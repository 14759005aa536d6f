//! Offline unit conversion.

use std::io::Write;

use color_eyre::eyre::eyre;
use color_eyre::Result;

use crate::constants;

const FEET_PER_METER: f64 = 3.28084;
const POUNDS_PER_KILOGRAM: f64 = 2.20462;

/// Converts `value` between the supported unit pairs (case-insensitive).
///
/// Returns `None` for an unsupported pair.
#[must_use]
pub fn convert_units(value: f64, from: &str, to: &str) -> Option<f64> {
    let result = match (from.to_lowercase().as_str(), to.to_lowercase().as_str()) {
        ("m", "ft") => value * FEET_PER_METER,
        ("ft", "m") => value / FEET_PER_METER,
        ("kg", "lb") => value * POUNDS_PER_KILOGRAM,
        ("lb", "kg") => value / POUNDS_PER_KILOGRAM,
        ("c", "f") => value * 9.0 / 5.0 + 32.0,
        ("f", "c") => (value - 32.0) * 5.0 / 9.0,
        _ => return None,
    };
    Some(result)
}

/// Prints `VALUE FROM = RESULT TO` with two decimals.
///
/// # Errors
///
/// Returns an error listing the supported pairs when the units are unknown.
pub fn unit_convert(out: &mut dyn Write, value: f64, from: &str, to: &str) -> Result<()> {
    let result = convert_units(value, from, to).ok_or_else(|| eyre!(constants::ERR_UNSUPPORTED_UNITS))?;
    writeln!(out, "{value} {from} = {result:.2} {to}")?;
    Ok(())
}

DESCRIPTION OF THE TASK – Quote exactly the stretch of lines above that starts at the first one and ends at the line with "#[must_use]", and nothing beyond it.

RESPONSE –
repository 14759005aa536d6f
//! Offline unit conversion.

use std::io::Write;

use color_eyre::eyre::eyre;
use color_eyre::Result;

use crate::constants;

const FEET_PER_METER: f64 = 3.28084;
const POUNDS_PER_KILOGRAM: f64 = 2.20462;

/// Converts `value` between the supported unit pairs (case-insensitive).
///
/// Returns `None` for an unsupported pair.
#[must_use]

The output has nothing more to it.